Re: PGA tour groove rules and Ping Eye2 irons
« Reply #27 on: February 15, 2010, 06:33:00 PM »
"The next year they came out with U grooves and found these scraped the balls, therefore as you mentioned, Karsten beveled the edges. These were the famous illegal clubs.  The USGA saying the measuement started where the bevel ended and Karsten saying from the point where the  lines in the U went straight down."


I'm sure not certain of it but Karsten (Ping) may've been the first to bevel or radius the edges of grooves. If so it would probably make some sense that the USGA I&B Rules for where to measure the distance between grooves for that sort of thing (radiused or beveled groove edges) did not exist before Karsten did it with the Eye 2s. Theretofore the measurement for conforming distance between grooves probably just measured from the spot the face met where the groove went straight down.

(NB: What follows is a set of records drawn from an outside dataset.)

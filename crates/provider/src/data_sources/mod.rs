//! Data Source Implementations
//!
//! Data sources look up existing objects. Unlike resource reads, a missing
//! object is an error.

pub mod application;
pub mod machine;
pub mod model;
pub mod offer;
pub mod secret;

use async_trait::async_trait;
use tracing::Span;

use crate::client::ProviderData;
use crate::diag::{AttributePath, Diagnostics};
use crate::schema::Schema;
use crate::state::Value;

#[async_trait]
pub trait DataSource: Send + Sync {
    /// Data source type name, e.g. `juju_model`
    fn type_name(&self) -> &'static str;

    fn schema(&self) -> Schema;

    fn configure(&mut self, data: &ProviderData);

    fn subsystem(&self) -> &Span;

    fn validate_config(&self, _config: &Value, _diags: &mut Diagnostics) {}

    async fn read(&self, config: &Value, diags: &mut Diagnostics) -> Option<Value>;
}

/// Require exactly one of two attributes. Unknown values are not judged.
pub fn exactly_one_of(config: &Value, first: &str, second: &str, diags: &mut Diagnostics) {
    let state = |key: &str| config.get(key).cloned().unwrap_or_default();
    let (a, b) = (state(first), state(second));
    if a.is_unknown() || b.is_unknown() {
        return;
    }
    if a.is_null() == b.is_null() {
        diags.attribute_error(
            &AttributePath::root(first),
            "Invalid Attribute Combination",
            format!("Exactly one of {first} or {second} must be set."),
        );
    }
}

#[cfg(test)]
mod tests {
    use super::*;
    use crate::state::{make_state, string_value};

    #[test]
    fn test_exactly_one_of() {
        let check = |config: Value| {
            let mut diags = Diagnostics::new();
            exactly_one_of(&config, "name", "uuid", &mut diags);
            diags.has_error()
        };
        assert!(!check(make_state(vec![("name", string_value("dev"))])));
        assert!(check(make_state(vec![])));
        assert!(check(make_state(vec![
            ("name", string_value("dev")),
            ("uuid", string_value("u")),
        ])));
        assert!(!check(make_state(vec![("name", Value::Unknown)])));
    }
}
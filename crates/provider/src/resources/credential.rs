//! juju_credential

use async_trait::async_trait;
use juju_common::{CredentialInfo, CredentialInput};
use tracing::{debug, info, Span};

use super::{client_error, fill_unknowns, Resource, ResourceCommon};
use crate::client::ProviderData;
use crate::diag::{AttributePath, Diagnostics};
use crate::id;
use crate::modifiers::{RequiresReplace, StaticDefault};
use crate::schema::{id_attribute, AttrType, Attribute, Block, Schema};
use crate::state::{
    bool_value, get_bool_attr, get_string_attr, get_string_map_attr, make_state, string_map_value, string_value, Value,
};

const ID_FORMAT: &str = "<name>:<cloud>:<client_bool>:<controller_bool>";

pub struct CredentialResource {
    common: ResourceCommon,
}

impl CredentialResource {
    pub fn new() -> Self {
        Self {
            common: ResourceCommon::new("juju_credential"),
        }
    }
}

impl Default for CredentialResource {
    fn default() -> Self {
        Self::new()
    }
}

fn parse_flag(field: &str, id: &str, diags: &mut Diagnostics) -> Option<bool> {
    match field.parse::<bool>() {
        Ok(flag) => Some(flag),
        Err(_) => {
            diags.error(
                "Invalid ID",
                format!("invalid ID {id:?}: expected true or false in the format {ID_FORMAT:?}, got {field:?}"),
            );
            None
        }
    }
}

fn credential_to_state(info: &CredentialInfo, client: bool, controller: bool, prior: &Value) -> Value {
    let attributes = match prior.get("attributes") {
        Some(Value::Null) | None if info.attributes.is_empty() => Value::Null,
        _ => string_map_value(&info.attributes),
    };
    make_state(vec![
        (
            "id",
            string_value(id::encode(&[&info.name, &info.cloud, &client.to_string(), &controller.to_string()])),
        ),
        ("name", string_value(&info.name)),
        ("cloud", string_value(&info.cloud)),
        ("auth_type", string_value(&info.auth_type)),
        ("attributes", attributes),
        ("client_credential", bool_value(client)),
        ("controller_credential", bool_value(controller)),
    ])
}

fn credential_input(plan: &Value) -> CredentialInput {
    CredentialInput {
        name: get_string_attr(plan, "name"),
        cloud: get_string_attr(plan, "cloud"),
        auth_type: get_string_attr(plan, "auth_type"),
        attributes: get_string_map_attr(plan, "attributes"),
        client: get_bool_attr(plan, "client_credential", false),
        controller: get_bool_attr(plan, "controller_credential", true),
    }
}

#[async_trait]
impl Resource for CredentialResource {
    fn type_name(&self) -> &'static str {
        "juju_credential"
    }

    fn schema(&self) -> Schema {
        Schema::new(
            Block::new()
                .description("A resource that represent a credential for a cloud.")
                .attribute(id_attribute())
                .attribute(
                    Attribute::string("name")
                        .required()
                        .description("The name to be assigned to the credential.")
                        .plan_modifier(RequiresReplace),
                )
                .attribute(
                    Attribute::string("cloud")
                        .required()
                        .description("The name of the cloud the credential is for.")
                        .plan_modifier(RequiresReplace),
                )
                .attribute(
                    Attribute::string("auth_type")
                        .required()
                        .description("Credential authorization type, e.g. userpass or access-key."),
                )
                .attribute(
                    Attribute::map("attributes", AttrType::String)
                        .optional()
                        .sensitive()
                        .description("Credential attributes accordingly to the cloud type."),
                )
                .attribute(
                    Attribute::bool("client_credential")
                        .optional()
                        .computed()
                        .description("Add credential to the client.")
                        .plan_modifier(StaticDefault(bool_value(false)))
                        .plan_modifier(RequiresReplace),
                )
                .attribute(
                    Attribute::bool("controller_credential")
                        .optional()
                        .computed()
                        .description("Add credential to the controller.")
                        .plan_modifier(StaticDefault(bool_value(true)))
                        .plan_modifier(RequiresReplace),
                ),
        )
    }

    fn configure(&mut self, data: &ProviderData) {
        self.common.configure(data);
    }

    fn subsystem(&self) -> &Span {
        self.common.span()
    }

    fn validate_config(&self, config: &Value, diags: &mut Diagnostics) {
        let flag = |key: &str, default: bool| match config.get(key) {
            Some(Value::Bool(b)) => Some(*b),
            Some(Value::Unknown) => None,
            _ => Some(default),
        };
        if let (Some(false), Some(false)) = (flag("client_credential", false), flag("controller_credential", true)) {
            diags.attribute_error(
                &AttributePath::root("controller_credential"),
                "Invalid Attribute Combination",
                "At least one of client_credential or controller_credential must be true.",
            );
        }
    }

    async fn create(&self, plan: &Value, diags: &mut Diagnostics) -> Option<Value> {
        let client = self.common.client(diags)?;
        let input = credential_input(plan);
        if let Err(e) = client.create_credential(input.clone()).await {
            client_error(diags, "create", "credential", &e);
            return None;
        }
        info!(name = %input.name, cloud = %input.cloud, "created credential");
        match client
            .read_credential(&input.name, &input.cloud, input.client, input.controller)
            .await
        {
            Ok(info) => Some(fill_unknowns(
                plan,
                &credential_to_state(&info, input.client, input.controller, plan),
            )),
            Err(e) => {
                client_error(diags, "read", "credential", &e);
                None
            }
        }
    }

    async fn read(&self, state: &Value, diags: &mut Diagnostics) -> Option<Value> {
        let client = self.common.client(diags)?;
        let raw_id = get_string_attr(state, "id");
        let [name, cloud, client_flag, controller_flag] = match id::decode::<4>(&raw_id, ID_FORMAT) {
            Ok(fields) => fields,
            Err(e) => {
                diags.push(e.to_diagnostic());
                return None;
            }
        };
        let client_flag = parse_flag(&client_flag, &raw_id, diags)?;
        let controller_flag = parse_flag(&controller_flag, &raw_id, diags)?;

        match client.read_credential(&name, &cloud, client_flag, controller_flag).await {
            Ok(info) => Some(credential_to_state(&info, client_flag, controller_flag, state)),
            Err(e) if e.is_not_found() => {
                debug!(name = %name, cloud = %cloud, "credential not found, removing from state");
                None
            }
            Err(e) => {
                client_error(diags, "read", "credential", &e);
                None
            }
        }
    }

    async fn update(&self, plan: &Value, _prior: &Value, diags: &mut Diagnostics) -> Option<Value> {
        let client = self.common.client(diags)?;
        let input = credential_input(plan);
        if let Err(e) = client.update_credential(input.clone()).await {
            client_error(diags, "update", "credential", &e);
            return None;
        }
        match client
            .read_credential(&input.name, &input.cloud, input.client, input.controller)
            .await
        {
            Ok(info) => Some(fill_unknowns(
                plan,
                &credential_to_state(&info, input.client, input.controller, plan),
            )),
            Err(e) => {
                client_error(diags, "read", "credential", &e);
                None
            }
        }
    }

    async fn delete(&self, state: &Value, diags: &mut Diagnostics) {
        let Some(client) = self.common.client(diags) else {
            return;
        };
        let input = credential_input(state);
        if let Err(e) = client
            .destroy_credential(&input.name, &input.cloud, input.client, input.controller)
            .await
        {
            client_error(diags, "delete", "credential", &e);
        }
    }
}

#[cfg(test)]
mod tests {
    use super::*;
    use test_case::test_case;

    #[test_case(None, None, false; "defaults store on the controller")]
    #[test_case(Some(true), Some(false), false; "client only")]
    #[test_case(Some(false), Some(false), true; "neither")]
    #[test_case(None, Some(false), true; "controller disabled without client")]
    fn test_credential_location(client: Option<bool>, controller: Option<bool>, invalid: bool) {
        let flag = |b: Option<bool>| b.map(bool_value).unwrap_or_default();
        let config = make_state(vec![
            ("client_credential", flag(client)),
            ("controller_credential", flag(controller)),
        ]);
        let mut diags = Diagnostics::new();
        CredentialResource::new().validate_config(&config, &mut diags);
        assert_eq!(diags.has_error(), invalid);
    }

    #[test]
    fn test_id_carries_location_flags() {
        let info = CredentialInfo {
            name: "cred".to_string(),
            cloud: "aws".to_string(),
            auth_type: "access-key".to_string(),
            attributes: Default::default(),
        };
        let state = credential_to_state(&info, false, true, &Value::Null);
        assert_eq!(state.get("id"), Some(&string_value("cred:aws:false:true")));
        assert_eq!(state.get("attributes"), Some(&Value::Null));
    }
}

As has been said on here, it was true that with his radiusing of the groove edges Karsten was really just trying to solve a problem of the edges stripping paint on balls and not to get some kind of distance enhancing or performance enhancing edge illegally.

However, (and Thomas seemed to confirm it---to me at least), Karsten probably should have asked the USGA if those clubs with radiused groove edges would be conforming BEFORE he did that and put them into production and marketed them. Apparently he really didn't even think of it and so what actually happened got into something like Karsten saying to Thomas: "Why didn't you tell me they wouldn't be nonconforming BEFORE I went into production and marketed them?" and Thomas essentially saying, "Because you never asked me or the USGA before you did it."

In my opinion, Thomas's point was probably the more important and central one, all things considered! Thomas also sort of indicated (at least to me) that the USGA can't exactly play the part of mind-readers about what might be coming down the manufacture R&D and production pipeline at them. It is pretty much up to the manufacturers to check out potential conformance before they spend too much time and money on some new I&B concept or wrinkle.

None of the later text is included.